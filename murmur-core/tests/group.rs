//! Several in-process nodes on a simulated multicast group.

#![allow(clippy::expect_used, clippy::unwrap_used)]

use std::collections::VecDeque;
use std::time::{Duration, Instant};

use murmur_core::protocol::{ExchangeStep, KeyExchange, Payload};
use murmur_core::{
    decode, Action, Direction, Event, LocalIdentity, MurmurCore, PacketType, PeerId,
    ProtocolConfig,
};

struct Group {
    nodes: Vec<MurmurCore>,
    events: Vec<Vec<Event>>,
    now: Instant,
    /// Returns true to drop a datagram sent by node `from` carrying `payload`.
    lossy: Box<dyn FnMut(usize, &Payload) -> bool>,
}

impl Group {
    fn new(ids: &[u16]) -> Self {
        let nodes = ids
            .iter()
            .map(|&id| {
                MurmurCore::new(
                    LocalIdentity {
                        id: PeerId(id),
                        name: format!("node{id}"),
                        level: 1,
                    },
                    &ProtocolConfig {
                        chunk_size: 1000,
                        ..ProtocolConfig::default()
                    },
                )
            })
            .collect::<Vec<_>>();
        Self {
            events: vec![Vec::new(); nodes.len()],
            nodes,
            now: Instant::now(),
            lossy: Box::new(|_, _| false),
        }
    }

    /// Multicast every datagram in `actions` from node `from`, following replies to quiescence.
    fn deliver(&mut self, from: usize, actions: Vec<Action>) {
        let mut queue = VecDeque::from([(from, actions)]);
        while let Some((src, actions)) = queue.pop_front() {
            for action in actions {
                match action {
                    Action::Notify(e) => self.events[src].push(e),
                    Action::Transmit(d) => {
                        let packet = decode(&d).unwrap();
                        if (self.lossy)(src, &packet.payload) {
                            continue;
                        }
                        for dst in 0..self.nodes.len() {
                            if dst != src {
                                let out = self.nodes[dst].on_datagram(&d, self.now);
                                queue.push_back((dst, out));
                            }
                        }
                    }
                }
            }
        }
    }

    fn heartbeat_all(&mut self) {
        for i in 0..self.nodes.len() {
            let out = self.nodes[i].heartbeat(self.now);
            self.deliver(i, out);
        }
    }

    fn advance(&mut self, by: Duration) {
        self.now += by;
        for i in 0..self.nodes.len() {
            let out = self.nodes[i].poll_retries(self.now);
            self.deliver(i, out);
        }
    }

    fn events_of(&self, node: usize) -> &[Event] {
        &self.events[node]
    }
}

#[test]
fn every_pair_establishes_a_secret() {
    let mut g = Group::new(&[3, 8, 12]);
    g.heartbeat_all();
    g.heartbeat_all();
    for node in &g.nodes {
        let peers = node.known_peers();
        assert_eq!(peers.len(), 2);
        assert!(peers.iter().all(|p| p.has_secret), "{peers:?}");
    }
    let k = |a: usize, b: u16| g.nodes[a].session().secret_for(PeerId(b)).unwrap();
    assert_eq!(k(0, 8), k(1, 3));
    assert_eq!(k(0, 12), k(2, 3));
    assert_eq!(k(1, 12), k(2, 8));
}

#[test]
fn lost_reply_is_recovered_by_offer_resend() {
    let mut g = Group::new(&[1, 2]);
    let mut replies_dropped = 0;
    g.lossy = Box::new(move |from, p| {
        let is_reply = matches!(
            p,
            Payload::KeyExchange(KeyExchange {
                step: ExchangeStep::Reply { .. },
                ..
            })
        );
        if from == 1 && is_reply && replies_dropped < 2 {
            replies_dropped += 1;
            return true;
        }
        false
    });
    g.heartbeat_all();
    assert!(!g.nodes[0].known_peers()[0].has_secret);
    g.heartbeat_all();
    g.heartbeat_all();
    assert!(g.nodes[0].known_peers()[0].has_secret);
    assert!(g.nodes[1].known_peers()[0].has_secret);
}

#[test]
fn lost_message_is_retransmitted_and_surfaces_once() {
    let mut g = Group::new(&[1, 2]);
    g.heartbeat_all();
    g.heartbeat_all();
    let mut dropped = false;
    g.lossy = Box::new(move |from, p| {
        if from == 0 && p.packet_type() == PacketType::EncryptedMessage && !dropped {
            dropped = true;
            return true;
        }
        false
    });
    let out = g.nodes[0].send_text(PeerId(2), "are you there", g.now).unwrap();
    g.deliver(0, out);
    assert!(g.events_of(1).iter().all(|e| !matches!(e, Event::MessageReceived { .. })));

    g.advance(Duration::from_millis(1000));
    g.advance(Duration::from_millis(1000));
    let received: Vec<_> = g
        .events_of(1)
        .iter()
        .filter(|e| matches!(e, Event::MessageReceived { .. }))
        .collect();
    assert_eq!(received.len(), 1);
    assert!(g.events_of(0).contains(&Event::MessageDelivered {
        peer: PeerId(2),
        message_id: 0
    }));
    assert_eq!(g.nodes[0].delivery().pending_count(), 0);
}

#[test]
fn lost_ack_causes_duplicate_that_is_suppressed() {
    let mut g = Group::new(&[1, 2]);
    g.heartbeat_all();
    g.heartbeat_all();
    let mut dropped = false;
    g.lossy = Box::new(move |from, p| {
        if from == 1 && p.packet_type() == PacketType::Acknowledgement && !dropped {
            dropped = true;
            return true;
        }
        false
    });
    let out = g.nodes[0].send_text(PeerId(2), "once", g.now).unwrap();
    g.deliver(0, out);
    g.advance(Duration::from_millis(1000));
    assert_eq!(g.nodes[1].chat_history(PeerId(1)).len(), 1);
    assert!(g.nodes[0].chat_history(PeerId(2))[0].delivered);
}

#[test]
fn file_survives_lost_chunk() {
    let mut g = Group::new(&[1, 2]);
    g.heartbeat_all();
    g.heartbeat_all();
    let mut chunks_seen = 0;
    g.lossy = Box::new(move |from, p| {
        if from == 0 && p.packet_type() == PacketType::FileChunk {
            chunks_seen += 1;
            return chunks_seen == 2;
        }
        false
    });
    let data: Vec<u8> = (0..4500u32).map(|i| (i * 7 % 256) as u8).collect();
    let out = g.nodes[0]
        .send_file_bytes(PeerId(2), "notes.txt", &data, g.now)
        .unwrap();
    assert_eq!(out.len(), 5);
    g.deliver(0, out);
    assert!(!g
        .events_of(1)
        .iter()
        .any(|e| matches!(e, Event::FileReceived { .. })));

    g.advance(Duration::from_millis(1000));
    let file = g.events_of(1).iter().find_map(|e| match e {
        Event::FileReceived { name, data, .. } => Some((name.clone(), data.clone())),
        _ => None,
    });
    assert_eq!(file, Some(("notes.txt".to_string(), data)));
    assert!(g.events_of(0).contains(&Event::FileTransferComplete {
        peer: PeerId(2),
        file_id: 0,
        direction: Direction::Outgoing,
    }));
    let progress: Vec<u64> = g
        .events_of(1)
        .iter()
        .filter_map(|e| match e {
            Event::FileTransferProgress { transferred, .. } => Some(*transferred),
            _ => None,
        })
        .collect();
    assert!(progress.windows(2).all(|w| w[0] < w[1]), "{progress:?}");
}

#[test]
fn unreachable_peer_reports_failure_once_per_file() {
    let mut g = Group::new(&[1, 2]);
    g.heartbeat_all();
    g.heartbeat_all();
    g.lossy = Box::new(|from, p| from == 0 && p.packet_type() == PacketType::FileChunk);
    let out = g.nodes[0]
        .send_file_bytes(PeerId(2), "lost.bin", &[9u8; 2500], g.now)
        .unwrap();
    g.deliver(0, out);
    for _ in 0..8 {
        g.advance(Duration::from_millis(1000));
    }
    let failed = g
        .events_of(0)
        .iter()
        .filter(|e| matches!(e, Event::MessageDeliveryFailed { .. }))
        .count();
    assert_eq!(failed, 1);
    assert_eq!(g.nodes[0].delivery().pending_count(), 0);
}

#[test]
fn silent_peer_expires_and_rejoins_with_new_secret() {
    let mut g = Group::new(&[1, 2]);
    g.heartbeat_all();
    g.heartbeat_all();
    g.lossy = Box::new(|from, _| from == 1);
    for _ in 0..5 {
        g.heartbeat_all();
    }
    assert!(g.events_of(0).contains(&Event::PeerExpired { peer: PeerId(2) }));
    assert!(g.nodes[0].known_peers().is_empty());
    assert!(g.nodes[0].session().secret_for(PeerId(2)).is_none());

    g.lossy = Box::new(|_, _| false);
    g.heartbeat_all();
    g.heartbeat_all();
    let rediscovered = g
        .events_of(0)
        .iter()
        .filter(|e| **e == Event::PeerDiscovered { peer: PeerId(2), name: "node2".into() })
        .count();
    assert_eq!(rediscovered, 2);
    assert!(g.nodes[0].known_peers()[0].has_secret);
    let out = g.nodes[0].send_text(PeerId(2), "welcome back", g.now).unwrap();
    g.deliver(0, out);
    assert!(g.events_of(1).iter().any(
        |e| matches!(e, Event::MessageReceived { text, .. } if text == "welcome back")
    ));
}

#[test]
fn global_messages_are_not_acknowledged() {
    let mut g = Group::new(&[1, 2, 3]);
    g.heartbeat_all();
    let out = g.nodes[2].send_global_text("lunch?").unwrap();
    for a in &out {
        let p = decode(a.datagram().unwrap()).unwrap();
        assert!(matches!(p.payload, Payload::GlobalMessage(_)));
    }
    g.deliver(2, out);
    for node in 0..2 {
        assert!(g.events_of(node).contains(&Event::GlobalMessageReceived {
            peer: PeerId(3),
            text: "lunch?".into()
        }));
    }
    assert_eq!(g.nodes[2].delivery().pending_count(), 0);
}

fn received_texts(g: &Group, node: usize) -> Vec<String> {
    g.events_of(node)
        .iter()
        .filter_map(|e| match e {
            Event::MessageReceived { text, .. } => Some(text.clone()),
            _ => None,
        })
        .collect()
}

fn received_files(g: &Group, node: usize) -> Vec<String> {
    g.events_of(node)
        .iter()
        .filter_map(|e| match e {
            Event::FileReceived { name, .. } => Some(name.clone()),
            _ => None,
        })
        .collect()
}

#[test]
fn responder_only_expiry_rekeys() {
    let mut g = Group::new(&[1, 2]);
    g.heartbeat_all();
    g.heartbeat_all();
    // Node 2 stops hearing node 1 and forgets it; node 1 still hears node 2.
    g.lossy = Box::new(|from, _| from == 0);
    for _ in 0..5 {
        g.heartbeat_all();
    }
    assert!(g.events_of(1).contains(&Event::PeerExpired { peer: PeerId(1) }));
    assert!(g.nodes[0].session().secret_for(PeerId(2)).is_some());

    g.lossy = Box::new(|_, _| false);
    g.heartbeat_all();
    let k1 = g.nodes[0].session().secret_for(PeerId(2)).unwrap();
    let k2 = g.nodes[1].session().secret_for(PeerId(1)).unwrap();
    assert_eq!(k1, k2);

    let out = g.nodes[0].send_text(PeerId(2), "still here", g.now).unwrap();
    g.deliver(0, out);
    let out = g.nodes[1].send_text(PeerId(1), "me too", g.now).unwrap();
    g.deliver(1, out);
    assert_eq!(received_texts(&g, 1), vec!["still here".to_string()]);
    assert_eq!(received_texts(&g, 0), vec!["me too".to_string()]);
}

#[test]
fn initiator_only_expiry_keeps_later_transfers() {
    let mut g = Group::new(&[1, 2]);
    g.heartbeat_all();
    g.heartbeat_all();
    let out = g.nodes[0].send_text(PeerId(2), "first", g.now).unwrap();
    g.deliver(0, out);
    let out = g.nodes[0]
        .send_file_bytes(PeerId(2), "one.txt", &[1u8; 1500], g.now)
        .unwrap();
    g.deliver(0, out);

    // Node 1 stops hearing node 2 and forgets it; node 2 keeps the old session.
    g.lossy = Box::new(|from, _| from == 1);
    for _ in 0..5 {
        g.heartbeat_all();
    }
    assert!(g.events_of(0).contains(&Event::PeerExpired { peer: PeerId(2) }));

    g.lossy = Box::new(|_, _| false);
    g.heartbeat_all();
    g.heartbeat_all();
    let out = g.nodes[0].send_text(PeerId(2), "second", g.now).unwrap();
    g.deliver(0, out);
    let out = g.nodes[0]
        .send_file_bytes(PeerId(2), "two.txt", &[2u8; 1500], g.now)
        .unwrap();
    g.deliver(0, out);

    assert_eq!(received_texts(&g, 1), vec!["first".to_string(), "second".to_string()]);
    assert_eq!(received_files(&g, 1), vec!["one.txt".to_string(), "two.txt".to_string()]);
    assert_eq!(g.nodes[0].delivery().pending_count(), 0);
}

..............................

Exercise instructions:
Among the lines above, find each one containing the string "contains" and copy it.

Written answer:
    assert!(g.events_of(0).contains(&Event::MessageDelivered {
    assert!(g.events_of(0).contains(&Event::FileTransferComplete {
    assert!(g.events_of(0).contains(&Event::PeerExpired { peer: PeerId(2) }));
        assert!(g.events_of(node).contains(&Event::GlobalMessageReceived {
    assert!(g.events_of(1).contains(&Event::PeerExpired { peer: PeerId(1) }));
    assert!(g.events_of(0).contains(&Event::PeerExpired { peer: PeerId(2) }));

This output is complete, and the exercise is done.